Parasympathetic receptors
- Nicotinic receptors: chemically gated Na^{+} channels; activation by ACh causes excitation of the postganglionic neuron; binds to nicotine.
- Muscarinic receptors: G-protein-coupled receptors; response can be excitatory or inhibitory; binds to muscarine (found in some poisonous mushrooms).
Sympathetic vs. Parasympathetic divisions (key contrasts)
- Sympathetic (thoracolumbar) vs Parasympathetic (craniosacral): Fight or flight vs Rest and digest.
- Preganglionic fibers: short (sympathetic) vs long (parasympathetic); release ACh in both cases.
- Cell body locations: sympathetic in thoracic and lumbar regions; parasympathetic in brainstem and sacral regions.
- Postganglionic fibers: long (sympathetic) vs short (parasympathetic); sympathetic postganglionic neurons often release NE; parasympathetic postganglionic neurons release ACh.
- Target organ effects vary: sympathetic often dilates pupils, inhibits salivation, accelerates heartbeat, dilates bronchi, inhibits digestion, promotes glucose release, and inhibits bladder constriction; parasympathetic constricts pupils, stimulates salivation, slows heartbeat, constricts bronchi, stimulates digestion, stimulates bile release, and contracts the bladder.

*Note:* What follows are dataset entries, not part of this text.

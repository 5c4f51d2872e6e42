pub mod model;
pub mod repository;

pub use model::Workspace;
pub use repository::WorkspaceRegistry;
//! Capacity model: interval sweep over a day's bookings
//!
//! Decides whether adding a candidate interval to the day's existing
//! bookings would exceed workspace capacity at any instant. Pure functions
//! of their inputs; no side effects.

use chrono::NaiveDateTime;

use crate::domain::Booking;

/// Peak number of capacity-occupying bookings at any instant inside the
/// half-open window `[window_start, window_end)`.
///
/// Event sweep rather than a per-minute scan: each overlapping interval is
/// clamped to the window and contributes a `+1` event at its (clamped)
/// start and a `-1` event at its (clamped) end. At equal timestamps the
/// `-1` is processed first, so an interval ending at 10:00 never counts
/// against one starting at 10:00.
pub fn peak_concurrency(
    window_start: NaiveDateTime,
    window_end: NaiveDateTime,
    existing: &[Booking],
) -> usize {
    let mut events: Vec<(NaiveDateTime, i32)> = Vec::new();
    for booking in existing.iter().filter(|b| b.occupies_capacity()) {
        if booking.overlaps(window_start, window_end) {
            events.push((booking.start.max(window_start), 1));
            events.push((booking.end.min(window_end), -1));
        }
    }
    events.sort_by(|a, b| a.0.cmp(&b.0).then(a.1.cmp(&b.1)));

    let mut current = 0i32;
    let mut peak = 0i32;
    for (_, delta) in events {
        current += delta;
        peak = peak.max(current);
    }
    peak as usize
}

/// Whether the candidate interval `[candidate_start, candidate_end)` fits:
/// the peak concurrency inside the candidate window, plus the candidate
/// itself, must not exceed `capacity`.
pub fn fits(
    candidate_start: NaiveDateTime,
    candidate_end: NaiveDateTime,
    existing: &[Booking],
    capacity: usize,
) -> bool {
    if capacity == 0 {
        return false;
    }
    peak_concurrency(candidate_start, candidate_end, existing) + 1 <= capacity
}

// ── Tests ──────────────────────────────────────────────────────
pub mod admission;
pub mod availability;
pub mod capacity;
pub mod scheduling;

// Re-export key types for convenience
pub use admission::AdmissionController;
pub use availability::{Slot, SlotAvailabilityCalculator};
pub use scheduling::SchedulingService;
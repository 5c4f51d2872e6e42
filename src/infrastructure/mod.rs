//! Infrastructure layer - external concerns

pub mod storage;

pub use storage::{InMemoryBookingLedger, InMemoryServiceCatalog, InMemoryWorkspaceRegistry};
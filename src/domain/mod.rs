pub mod booking;
pub mod catalog;
pub mod error;
pub mod workspace;

// Re-export commonly used types
pub use booking::{Booking, BookingLedger, BookingStatus};
pub use catalog::{ServiceCatalog, ServiceOffering};
pub use error::{DomainError, DomainResult};
pub use workspace::{Workspace, WorkspaceRegistry};
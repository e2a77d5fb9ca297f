//! The action model: a tagged union of log record kinds, each with its own attribute contract,
//! plus the single-variant-per-record parse rule that the commit reader and checkpoint reader
//! both implement against.

use std::collections::HashMap;

use serde::Deserialize;

use crate::error::{DeltaResult, Error};
use crate::Version;

/// The six recognized top-level action tags.
pub const ADD_NAME: &str = "add";
pub const REMOVE_NAME: &str = "remove";
pub const METADATA_NAME: &str = "metaData";
pub const PROTOCOL_NAME: &str = "protocol";
pub const TXN_NAME: &str = "txn";
pub const COMMIT_INFO_NAME: &str = "commitInfo";

const RECOGNIZED_NAMES: [&str; 6] = [
    ADD_NAME,
    REMOVE_NAME,
    METADATA_NAME,
    PROTOCOL_NAME,
    TXN_NAME,
    COMMIT_INFO_NAME,
];

/// A live data file added to the table.
#[derive(Debug, Clone, PartialEq, Deserialize)]
#[serde(rename_all = "camelCase")]
pub struct Add {
    pub path: String,
    #[serde(default)]
    pub partition_values: HashMap<String, Option<String>>,
    pub size: i64,
    pub modification_time: i64,
    pub data_change: bool,
    #[serde(default)]
    pub stats: Option<String>,
    #[serde(default)]
    pub tags: HashMap<String, String>,
}

/// A data file logically removed from the table. Retained as a tombstone.
#[derive(Debug, Clone, PartialEq, Deserialize)]
#[serde(rename_all = "camelCase")]
pub struct Remove {
    pub path: String,
    #[serde(default)]
    pub deletion_timestamp: Option<i64>,
    pub data_change: bool,
    pub extended_file_metadata: bool,
    #[serde(default)]
    pub partition_values: Option<HashMap<String, Option<String>>>,
    #[serde(default)]
    pub size: Option<i64>,
    #[serde(default)]
    pub tags: Option<HashMap<String, String>>,
}

/// The `format` attribute of a [`Metadata`] action: the data-file provider plus its options.
#[derive(Debug, Clone, PartialEq, Eq, Deserialize)]
pub struct Format {
    #[serde(default = "default_provider")]
    pub provider: String,
    #[serde(default)]
    pub options: HashMap<String, String>,
}

fn default_provider() -> String {
    "parquet".to_string()
}

/// The table's current schema, partitioning, and configuration.
#[derive(Debug, Clone, PartialEq, Deserialize)]
#[serde(rename_all = "camelCase")]
pub struct Metadata {
    pub id: String,
    #[serde(default)]
    pub name: Option<String>,
    #[serde(default)]
    pub description: Option<String>,
    #[serde(default)]
    pub format: Format,
    pub schema_string: String,
    #[serde(default)]
    pub partition_columns: Vec<String>,
    #[serde(default)]
    pub configuration: HashMap<String, String>,
    #[serde(default)]
    pub created_time: Option<i64>,
}

impl Default for Format {
    fn default() -> Self {
        Format {
            provider: default_provider(),
            options: HashMap::new(),
        }
    }
}

/// The protocol version floors a reader/writer must satisfy to safely access the table.
#[derive(Debug, Clone, Copy, PartialEq, Eq, Deserialize)]
#[serde(rename_all = "camelCase")]
pub struct Protocol {
    pub min_reader_version: i32,
    pub min_writer_version: i32,
}

/// An application-level idempotency marker: the latest `version` a given `appId` has written.
#[derive(Debug, Clone, PartialEq, Eq, Deserialize)]
#[serde(rename_all = "camelCase")]
pub struct Txn {
    pub app_id: String,
    pub version: i64,
    #[serde(default)]
    pub last_updated: Option<i64>,
}

/// A free-form commit-provenance record, preserved verbatim.
pub type CommitInfo = serde_json::Map<String, serde_json::Value>;

/// The tagged union of log actions. Unrecognized top-level tags never materialize as a
/// variant here — they're filtered out before parsing (see [`parse_action_line`]).
#[derive(Debug, Clone, PartialEq)]
pub enum Action {
    Add(Add),
    Remove(Remove),
    Metadata(Metadata),
    Protocol(Protocol),
    Txn(Txn),
    CommitInfo(CommitInfo),
}

/// Parse one JSON line of a commit file into at most one [`Action`].
///
/// Implements the single-variant-per-record rule directly off a generic [`serde_json::Value`]:
/// the set of recognized top-level keys present in the object is computed first. Zero recognized
/// keys (an unrecognized tag like `futureAction`, or any other shape) means the line is
/// forward-compatible noise and is silently skipped, with no error. More than one recognized
/// key means the line no longer satisfies "exactly one action variant per record" and is
/// rejected. Exactly one
/// recognized key is deserialized into its variant; a type mismatch there is
/// `UnknownActionShape`, not `MalformedCommit` — the line *is* shaped like a single action, its
/// attributes just don't match the contract.
pub fn parse_action_line(line: &str, version: Version) -> DeltaResult<Option<Action>> {
    let value: serde_json::Value = serde_json::from_str(line)
        .map_err(|e| Error::malformed_commit(version, format!("invalid JSON: {e}")))?;
    let Some(object) = value.as_object() else {
        return Err(Error::malformed_commit(
            version,
            "line is not a JSON object",
        ));
    };

    let recognized: Vec<&str> = RECOGNIZED_NAMES
        .iter()
        .copied()
        .filter(|name| object.contains_key(*name))
        .collect();

    match recognized.as_slice() {
        [] => Ok(None),
        [single] => parse_recognized_action(single, &object[*single]).map(Some),
        multiple => Err(Error::malformed_commit(
            version,
            format!("line names more than one action variant: {multiple:?}"),
        )),
    }
}

fn parse_recognized_action(name: &str, value: &serde_json::Value) -> DeltaResult<Action> {
    let shape_err = |e: serde_json::Error| Error::UnknownActionShape(format!("{name}: {e}"));
    match name {
        ADD_NAME => Ok(Action::Add(
            serde_json::from_value(value.clone()).map_err(shape_err)?,
        )),
        REMOVE_NAME => Ok(Action::Remove(
            serde_json::from_value(value.clone()).map_err(shape_err)?,
        )),
        METADATA_NAME => Ok(Action::Metadata(
            serde_json::from_value(value.clone()).map_err(shape_err)?,
        )),
        PROTOCOL_NAME => Ok(Action::Protocol(
            serde_json::from_value(value.clone()).map_err(shape_err)?,
        )),
        TXN_NAME => Ok(Action::Txn(
            serde_json::from_value(value.clone()).map_err(shape_err)?,
        )),
        COMMIT_INFO_NAME => {
            let object = value
                .as_object()
                .cloned()
                .ok_or_else(|| Error::UnknownActionShape("commitInfo: not an object".into()))?;
            Ok(Action::CommitInfo(object))
        }
        _ => unreachable!("name was taken from RECOGNIZED_NAMES"),
    }
}

#[cfg(test)]
mod tests {
    use super::*;

    #[test]
    fn unrecognized_tag_is_ignored() {
        let parsed = parse_action_line(r#"{"futureAction":{"foo":"bar"}}"#, 0).unwrap();
        assert_eq!(parsed, None);
    }

    #[test]
    fn two_recognized_tags_is_malformed() {
        let line = r#"{"protocol":{"minReaderVersion":1,"minWriterVersion":1},"txn":{"appId":"a","version":1}}"#;
        let err = parse_action_line(line, 3).unwrap_err();
        assert!(matches!(err, Error::MalformedCommit { version: 3, .. }));
    }

    #[test]
    fn malformed_add_is_unknown_action_shape() {
        let line = r#"{"add":{"path":"p1"}}"#; // missing required fields
        let err = parse_action_line(line, 0).unwrap_err();
        assert!(matches!(err, Error::UnknownActionShape(_)));
    }

    #[test]
    fn add_parses_defaults_for_absent_optionals() {
        let line = r#"{"add":{"path":"p1","size":100,"modificationTime":1,"dataChange":true}}"#;
        let Some(Action::Add(add)) = parse_action_line(line, 0).unwrap() else {
            panic!("expected Add");
        };
        assert_eq!(add.partition_values, HashMap::new());
        assert_eq!(add.stats, None);
        assert_eq!(add.tags, HashMap::new());
    }

    #[test]
    fn commit_info_preserves_arbitrary_shape() {
        let line = r#"{"commitInfo":{"timestamp":1,"operation":"WRITE","nested":{"a":1}}}"#;
        let Some(Action::CommitInfo(info)) = parse_action_line(line, 0).unwrap() else {
            panic!("expected CommitInfo");
        };
        assert_eq!(info["operation"], "WRITE");
        assert_eq!(info["nested"]["a"], 1);
    }
}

Higher-Order Functions (HOF) of the Autonomic Nervous System
- Require cerebral cortex.
- Involve conscious and unconscious information processing.
- Subject to adjustment over time.
- Not innate.
Page 2 recap highlights
- Preganglionic neurons: long; cell bodies in brainstem and sacral regions; release ACh.
- Postganglionic neurons: short; cell bodies in ganglia with target organs; release ACh.
- Vagus nerve contributes a major portion of parasympathetic output (≈ 75\%).
- All parasympathetic neurons are cholinergic (ACh-releasing).
- ACh is rapidly inactivated at the synapse by acetylcholinesterase; tissue cholinesterase also contributes to inactivation outside the synapse.
- Nicotinic receptors are ligand-gated Na^{+} channels; Muscarinic receptors are GPCRs with variable effects.
- Distinct pathways in autonomic control reflect the need for rapid, localized or widespread regulatory effects depending on the organ, with the adrenal medulla providing a hormonal analog of sympathetic signaling.